Nollas'ın Objektifinde Sabitlenen Boşluk



Pencerelerden giren ışık oyunlarıyla renklenen eski, tozlu ve boş mekânlar... Zamanın bir yerinde içindeki insanlarla anlamlanmış, şimdi terk edilmiş, artık başka bir hikâye anlatıyorlar... İnsansızlıkları, zamanın durduğunu sanmamıza neden olsa da biraz daha bakınca nasıl da hızla ilerlediğini anlatıyorlar... Kamilo Nollas’ın çektiği fotoğraflar...

Değerini yitiren tütün

‘Tütün fabrikaları: Gizem, Nizam, Boşluk’ isimli fotoğraf sergisi bu günlerde içinden geçenlere bunları hissettiriyor. Tophane’deki Tütün Deposu’nun ev sahipliği yaptığı ‘Selanik Fotoğraf Müzesi’ koleksiyonuna ait fotoğraflar bir zamanların gelecek vaat eden iş alanı olan tütün fabrikalarının, bugünkü terk edilmiş boşluğunu anlatıyor. Kapitalizmin vaktiyle ‘biriktirdiği’ tütün, şimdi aynı değeri taşımıyor. Koskoca depo ve fabrikaların kimi boş duruyor, kimisi birbirinden farklı eşyalara bekçilik yapıyor.

Kavala’daki Sapountais ve Toros Fabrikaları, Drama’daki Perdika Sokağı Belediye tütün deposu... Drama’daki bir başka mekân, Avusturya Yunan Fabrikası’nda üzerinde daha dün bir şeyler içilmiş gibi terk edilmiş masa ve dört sandalyenin duygusallığına karşın, İsviçre’deki Osmanlı Tütün tekelinin kuklaları şaşkınlığımızla alay ediyor. Öylece durup duran eşyaları kucaklayan mekânların fotoğrafları bizleri zamanın durmuş olduğu hissine yönlendirdiği bir anda karşılaştığımız bir fotoğrafla irkiliyoruz. Drama’daki Fransız Tütün şirketindeki bir odada, yerde kurumuş bir fare cesedi... Zaman akıyor... Yıllarca o fabrikalarda tütün saran işçiler, şimdi başka yerlerde yaşamaya devam ediyor.

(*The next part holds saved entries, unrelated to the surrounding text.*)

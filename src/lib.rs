//! Poglot - runtime translation lookups from gettext `.po` catalogs
//!
//! Poglot reads a translations root holding one folder per language and one
//! `.po` file per domain, and answers "what is this message in the current
//! language" with the message identifier itself as the fallback.
//!
//! ```no_run
//! use poglot::Registry;
//!
//! let mut registry = Registry::new();
//! registry.init("translations")?;
//! registry.select_language("de")?;
//! assert_eq!(registry.translate("Hack the planet!")?, "Hacke den Planeten!");
//! # Ok::<(), poglot::Error>(())
//! ```
//!
//! ## Module Structure
//!
//! - `cli`: Command-line interface layer
//! - `config`: Configuration file loading and parsing
//! - `error`: Error type shared by parser and registry
//! - `logging`: tracing subscriber setup for the binary
//! - `messages`: The parsed `Catalog` type
//! - `parsers`: Catalog file parsers
//! - `registry`: Language selection, domain cache and lookups

pub mod cli;
pub mod config;
pub mod error;
pub mod logging;
pub mod messages;
pub mod parsers;
pub mod registry;

pub use error::{Error, Result};
pub use messages::Catalog;
pub use registry::{DirectoryProvider, FileSystem, Registry, SharedRegistry};
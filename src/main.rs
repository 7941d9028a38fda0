use std::process::ExitCode;

use clap::Parser;
use poglot::cli::{Arguments, ExitStatus, print_error};

fn main() -> ExitCode {
    let args = Arguments::parse();
    poglot::logging::setup_logging(args.verbose());

    match poglot::cli::run_cli(args) {
        Ok(status) => status.into(),
        Err(err) => {
            print_error(&err);
            ExitStatus::Error.into()
        }
    }
}
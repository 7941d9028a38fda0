//! Filesystem access used by the registry.
//!
//! The registry never touches `std::fs` directly; it asks a
//! [`DirectoryProvider`] whether paths exist and for the lines of catalog
//! files. [`FileSystem`] is the real implementation.

use std::{
    fs::File,
    io::{self, BufRead, BufReader},
    path::Path,
};

use walkdir::WalkDir;

pub trait DirectoryProvider {
    /// True if `path` exists and is a directory.
    fn is_dir(&self, path: &Path) -> bool;

    /// True if `path` exists and is a regular file.
    fn is_file(&self, path: &Path) -> bool;

    /// Names of the immediate subdirectories of `path`, in no particular order.
    fn list_dirs(&self, path: &Path) -> io::Result<Vec<String>>;

    /// Open a file for line-by-line reading. Dropping the reader closes it.
    fn open(&self, path: &Path) -> io::Result<Box<dyn BufRead>>;
}

/// [`DirectoryProvider`] backed by the local filesystem.
#[derive(Debug, Clone, Copy, Default)]
pub struct FileSystem;

impl DirectoryProvider for FileSystem {
    fn is_dir(&self, path: &Path) -> bool {
        path.is_dir()
    }

    fn is_file(&self, path: &Path) -> bool {
        path.is_file()
    }

    fn list_dirs(&self, path: &Path) -> io::Result<Vec<String>> {
        let mut names = Vec::new();

        for entry in WalkDir::new(path)
            .min_depth(1)
            .max_depth(1)
            .follow_links(true)
        {
            let entry = entry?;
            if entry.file_type().is_dir() {
                names.push(entry.file_name().to_string_lossy().into_owned());
            }
        }

        Ok(names)
    }

    fn open(&self, path: &Path) -> io::Result<Box<dyn BufRead>> {
        let file = File::open(path)?;
        Ok(Box::new(BufReader::new(file)))
    }
}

Fotoğraflar arasına serpilen yazılarda ise, Kamilo Nollas sesleniyor ve 2006-2007 yılları arasında yaptığı bu çalışmanın onu ne denli heyecanlandırdığını şu sözlerle anlatıyor: 

“Ne zaman yeni bir ‘kapnomagaza’yı fotoğraflamak üzere yola çıksam, kendimi ilk randevusuna giden bir yeniyetme gibi hissediyorum. Kalbim deli gibi çarparak, elimde fenerle karanlık yerleri keşfe çıkıyor, ilginç noktaları arıyordum. Sonra heyecanım yatışıyor, kalp atışlarım normale dönüyor, o zaman kayda başlıyorum. Kimi zaman elverişsiz hava koşulları yüzünden, ya da gittiğim depoda kayda değer hiçbir şey bulamadığımdan günüm heba oluyor, sırtımda onca yükle yürümekten bitap düşmüş halde eve dönüyordum. Bir gün depolardan birinde çürümüş zemin ayaklarımın altında çöküverdi, gövdemin yarısı havada asılı kaldı; başka bir gün de şiddetli yağmur yüzünden çatı çöktü.”

Sergi Tütün Deposu’nda

Kapitalizmin tarihine tanıklık etmiş Tütün Fabrikalarının çarpıcı fotoğraflarını Tophane’deki ‘Tütün Deposu’nda izleyebilirsiniz, sergi 2 Mayıs’ta sona eriyor.